May 20, 2026

When Splitting One Model Across Three Agents Doubles Its Accuracy

25 minutes

Source: NeuroMAS: Multi-Agent Systems as Neural Networks with Joint Reinforcement Learning

Paper was published on May 16, 2026

This episode was AI-generated on May 20, 2026. The script was written by an AI language model and the host voices were synthesized by Eleven Labs. The producer is not affiliated with Anthropic or Eleven Labs.

Take a small language model, freeze it, and give it a fixed budget of trainable parameters. Putting all those parameters into one agent gets you 24% on a physics exam. Splitting them across three agents that talk to each other in plain English gets you 44% — same model, same compute, same reward signal. A new paper argues organization itself is a scaling axis we've been ignoring, and that the way you train these systems matters more than anyone realized.

Key Takeaways

Why a controlled comparison shows three agents sharing a parameter budget can nearly double the accuracy of a single agent with the same budget

How REINFORCE lets you train a graph of language models end-to-end using just one bit of reward, despite the signals between agents being discrete text

The progressive growth result: identical seven-node architectures either fail or succeed depending entirely on whether you train them from scratch or grow them from a smaller working system

Why the paper's 'role-free' framing is doing slightly more rhetorical work than it should — structural prompting still bakes in real priors

The missing experiment that would make this work bulletproof: an inference-cost-matched baseline, and a sweep showing the gains survive at frontier-model scale

A concrete warning for anyone building multi-agent systems: naively scaling up the number of agents can make performance actively worse

00:00 — The 20-point gap that motivates the paper
A headline result where splitting a fixed parameter budget across three communicating agents dramatically outperforms putting it all in one.
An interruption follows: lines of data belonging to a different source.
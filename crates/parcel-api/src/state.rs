//! Application state shared by handlers.

use parcel_db::PropertyStore;
use std::sync::Arc;

use crate::services::import::ImportPipeline;

#[derive(Clone)]
pub struct AppState {
    pub pipeline: Arc<ImportPipeline>,
    /// Read side of the same store the pipeline persists into.
    pub properties: Arc<dyn PropertyStore>,
}
use crate::error::{ErrorResponse, HttpAppError};
use crate::state::AppState;
use axum::{
    extract::{Path, State},
    response::IntoResponse,
    Json,
};
use parcel_core::models::PropertyRecord;
use parcel_core::AppError;
use std::sync::Arc;
use uuid::Uuid;

#[utoipa::path(
    get,
    path = "/api/v0/properties/{id}",
    tag = "properties",
    params(
        ("id" = Uuid, Path, description = "Property ID")
    ),
    responses(
        (status = 200, description = "Property found", body = PropertyRecord),
        (status = 404, description = "Property not found", body = ErrorResponse),
        (status = 500, description = "Internal server error", body = ErrorResponse)
    )
)]
pub async fn get_property(
    State(state): State<Arc<AppState>>,
    Path(id): Path<Uuid>,
) -> Result<impl IntoResponse, HttpAppError> {
    let property = state
        .properties
        .get(id)
        .await?
        .ok_or_else(|| AppError::NotFound("Property not found".to_string()))?;

    Ok(Json(property))
}
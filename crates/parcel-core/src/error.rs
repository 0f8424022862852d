//! Error types module
//!
//! This module provides the application-level error type used by the Parcel API.
//! Stage-specific errors (fetch, parse, extraction, archive, persist) live next to the
//! component that raises them and are folded into [`AppError::ImportFailed`] by the
//! pipeline orchestrator.
//!
//! The `Database` variant and `From<sqlx::Error>` are gated behind the `sqlx` feature.

#[cfg(feature = "sqlx")]
use sqlx::Error as SqlxError;

use crate::models::ImportStage;

/// Log level for error reporting
#[derive(Debug, Clone, Copy, PartialEq, Eq)]
pub enum LogLevel {
    /// Debug level - for expected errors like validation failures
    Debug,
    /// Warning level - for recoverable issues and upstream failures
    Warn,
    /// Error level - for unexpected failures
    Error,
}

/// Metadata for error responses - defines how an error should be presented
/// This trait allows errors to self-describe their HTTP response characteristics
pub trait ErrorMetadata {
    /// HTTP status code to return
    fn http_status_code(&self) -> u16;

    /// Machine-readable error code (e.g., "DATABASE_ERROR")
    fn error_code(&self) -> &'static str;

    /// Whether this error is recoverable (can be retried)
    fn is_recoverable(&self) -> bool;

    /// Suggested action for the client
    fn suggested_action(&self) -> Option<&'static str>;

    /// Client-facing message (may differ from internal error message)
    fn client_message(&self) -> String;

    /// Whether details should be hidden in production
    fn is_sensitive(&self) -> bool;

    /// Log level for this error
    fn log_level(&self) -> LogLevel;
}

#[derive(Debug, thiserror::Error)]
pub enum AppError {
    #[cfg(feature = "sqlx")]
    #[error("Database error: {0}")]
    Database(#[source] SqlxError),

    #[cfg(not(feature = "sqlx"))]
    #[error("Database error: {0}")]
    Database(String),

    #[error("Invalid input: {0}")]
    InvalidInput(String),

    #[error("Bad request: {0}")]
    BadRequest(String),

    #[error("Not found: {0}")]
    NotFound(String),

    #[error("Internal error: {0}")]
    Internal(String),

    #[error("Internal error with source")]
    InternalWithSource {
        message: String,
        #[source]
        source: anyhow::Error,
    },

    /// A property import terminated in its `Failed(stage, cause)` state.
    #[error("{}: {message}", .stage.failure_label())]
    ImportFailed {
        stage: ImportStage,
        message: String,
        timed_out: bool,
    },
}

#[cfg(feature = "sqlx")]
impl From<SqlxError> for AppError {
    fn from(err: SqlxError) -> Self {
        AppError::Database(err)
    }
}

impl From<anyhow::Error> for AppError {
    fn from(err: anyhow::Error) -> Self {
        AppError::InternalWithSource {
            message: err.to_string(),
            source: err,
        }
    }
}

/// Static metadata for each variant: (http_status, error_code, recoverable, suggested_action, sensitive, log_level).
/// client_message stays per-variant for dynamic content.
fn app_error_static_metadata(
    err: &AppError,
) -> (
    u16,
    &'static str,
    bool,
    Option<&'static str>,
    bool,
    LogLevel,
) {
    match err {
        AppError::Database(_) => (
            500,
            "DATABASE_ERROR",
            true,
            Some("Retry after a short delay"),
            true,
            LogLevel::Error,
        ),
        AppError::InvalidInput(_) => (
            400,
            "INVALID_INPUT",
            false,
            Some("Check request parameters and try again"),
            false,
            LogLevel::Debug,
        ),
        AppError::BadRequest(_) => (
            400,
            "BAD_REQUEST",
            false,
            Some("Check request format and parameters"),
            false,
            LogLevel::Debug,
        ),
        AppError::NotFound(_) => (
            404,
            "NOT_FOUND",
            false,
            Some("Verify the resource ID exists"),
            false,
            LogLevel::Debug,
        ),
        AppError::Internal(_) | AppError::InternalWithSource { .. } => (
            500,
            "INTERNAL_ERROR",
            true,
            Some("Retry after a short delay"),
            true,
            LogLevel::Error,
        ),
        AppError::ImportFailed {
            timed_out: true, ..
        } => (
            504,
            "IMPORT_TIMEOUT",
            true,
            Some("Resubmit the document later"),
            false,
            LogLevel::Warn,
        ),
        AppError::ImportFailed { stage, .. } => match stage {
            ImportStage::Fetch => (
                502,
                "FETCH_FAILED",
                true,
                Some("Check that the document URL is reachable and resubmit"),
                false,
                LogLevel::Warn,
            ),
            ImportStage::TextExtract => (
                422,
                "PARSE_FAILED",
                false,
                Some("Submit a valid, text-based PDF document"),
                false,
                LogLevel::Warn,
            ),
            ImportStage::SchemaExtract => (
                502,
                "EXTRACTION_FAILED",
                true,
                Some("Resubmit the document after a short delay"),
                false,
                LogLevel::Warn,
            ),
            ImportStage::Archive => (
                500,
                "ARCHIVE_FAILED",
                true,
                Some("Resubmit the document after a short delay"),
                false,
                LogLevel::Error,
            ),
            ImportStage::Persist => (
                500,
                "PERSIST_FAILED",
                true,
                Some("Resubmit the document after a short delay"),
                false,
                LogLevel::Error,
            ),
        },
    }
}

impl AppError {
    /// Get the error type name for detailed error responses
    pub fn error_type(&self) -> &str {
        match self {
            AppError::Database(_) => "Database",
            AppError::InvalidInput(_) => "InvalidInput",
            AppError::BadRequest(_) => "BadRequest",
            AppError::NotFound(_) => "NotFound",
            AppError::Internal(_) => "Internal",
            AppError::InternalWithSource { .. } => "Internal",
            AppError::ImportFailed { .. } => "ImportFailed",
        }
    }

    /// Pipeline stage for import failures
    pub fn import_stage(&self) -> Option<ImportStage> {
        match self {
            AppError::ImportFailed { stage, .. } => Some(*stage),
            _ => None,
        }
    }

    /// Get detailed error information including error chain
    pub fn detailed_message(&self) -> String {
        use std::error::Error;

        let mut details = self.to_string();

        let mut source = self.source();
        let mut depth = 0;
        while let Some(err) = source {
            depth += 1;
            if depth > 5 {
                details.push_str("\n  ... (truncated)");
                break;
            }
            details.push_str(&format!("\n  Caused by: {}", err));
            source = err.source();
        }

        details
    }
}

impl ErrorMetadata for AppError {
    fn http_status_code(&self) -> u16 {
        app_error_static_metadata(self).0
    }

    fn error_code(&self) -> &'static str {
        app_error_static_metadata(self).1
    }

    fn is_recoverable(&self) -> bool {
        app_error_static_metadata(self).2
    }

    fn suggested_action(&self) -> Option<&'static str> {
        app_error_static_metadata(self).3
    }

    fn is_sensitive(&self) -> bool {
        app_error_static_metadata(self).4
    }

    fn log_level(&self) -> LogLevel {
        app_error_static_metadata(self).5
    }

    fn client_message(&self) -> String {
        match self {
            AppError::Database(_) => "Failed to access database".to_string(),
            AppError::InvalidInput(ref msg) => msg.clone(),
            AppError::BadRequest(ref msg) => msg.clone(),
            AppError::NotFound(ref msg) => msg.clone(),
            AppError::Internal(_) => "Internal server error".to_string(),
            AppError::InternalWithSource { .. } => "Internal server error".to_string(),
            AppError::ImportFailed { .. } => self.to_string(),
        }
    }
}

#[cfg(test)]
mod tests {
    use super::*;

    #[test]
    fn test_error_metadata_database() {
        #[cfg(feature = "sqlx")]
        let err = AppError::from(sqlx::Error::PoolClosed);
        #[cfg(not(feature = "sqlx"))]
        let err = AppError::Database("pool closed".to_string());
        assert_eq!(err.http_status_code(), 500);
        assert_eq!(err.error_code(), "DATABASE_ERROR");
        assert!(err.is_recoverable());
        assert_eq!(err.client_message(), "Failed to access database");
        assert!(err.is_sensitive());
        assert_eq!(err.log_level(), LogLevel::Error);
    }

    #[test]
    fn test_error_metadata_not_found() {
        let err = AppError::NotFound("Property not found".to_string());
        assert_eq!(err.http_status_code(), 404);
        assert_eq!(err.error_code(), "NOT_FOUND");
        assert!(!err.is_recoverable());
        assert_eq!(err.client_message(), "Property not found");
        assert!(!err.is_sensitive());
        assert_eq!(err.log_level(), LogLevel::Debug);
    }

    #[test]
    fn test_import_failure_names_stage_effect_and_cause() {
        let err = AppError::ImportFailed {
            stage: ImportStage::Persist,
            message: "duplicate key value violates unique constraint".to_string(),
            timed_out: false,
        };
        assert_eq!(
            err.client_message(),
            "Database insert error: duplicate key value violates unique constraint"
        );
        assert_eq!(err.http_status_code(), 500);
        assert_eq!(err.error_code(), "PERSIST_FAILED");
        assert!(!err.is_sensitive());
        assert_eq!(err.import_stage(), Some(ImportStage::Persist));
    }

    #[test]
    fn test_import_failure_status_by_stage() {
        let failed = |stage, timed_out| AppError::ImportFailed {
            stage,
            message: "cause".to_string(),
            timed_out,
        };
        assert_eq!(failed(ImportStage::Fetch, false).http_status_code(), 502);
        assert_eq!(failed(ImportStage::TextExtract, false).http_status_code(), 422);
        assert_eq!(failed(ImportStage::SchemaExtract, false).http_status_code(), 502);
        assert_eq!(failed(ImportStage::Archive, false).http_status_code(), 500);
        assert_eq!(failed(ImportStage::Fetch, true).http_status_code(), 504);
        assert!(!failed(ImportStage::TextExtract, false).is_recoverable());
    }

    #[test]
    fn test_error_metadata_suggested_actions() {
        let err = AppError::InvalidInput("test".to_string());
        assert_eq!(
            err.suggested_action(),
            Some("Check request parameters and try again")
        );

        let err = AppError::NotFound("test".to_string());
        assert_eq!(err.suggested_action(), Some("Verify the resource ID exists"));
    }
}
03:40 — Agents as positions in a graph, not job titles
The paper's central reframe: treat multi-agent systems as neural networks where each neuron is a language model and each signal is text.

07:21 — How you train a network you can't differentiate through
Walking through REINFORCE and the basketball-scoreboard intuition for why a single reward signal can teach an entire graph of agents to specialize.

11:01 — The controlled experiment and what it does and doesn't show
Examining the parameter-matched comparison across ARC, MMLU physics, and HumanEval — and the inference-cost and backbone-scale caveats.

14:42 — Why bigger teams fail from scratch but succeed when grown
The progressive growth result: the same architecture flips from a downward to an upward scaling curve depending on the training schedule.

18:23 — How 'role-free' the agents actually are
A careful look at how much structural information the prompts still encode, even without semantic role descriptions.

22:03 — What this means for the field
Three takeaways: a new scaling axis accessible outside frontier labs, a reframe of the agent abstraction, and a warning against naive multi-agent scaling.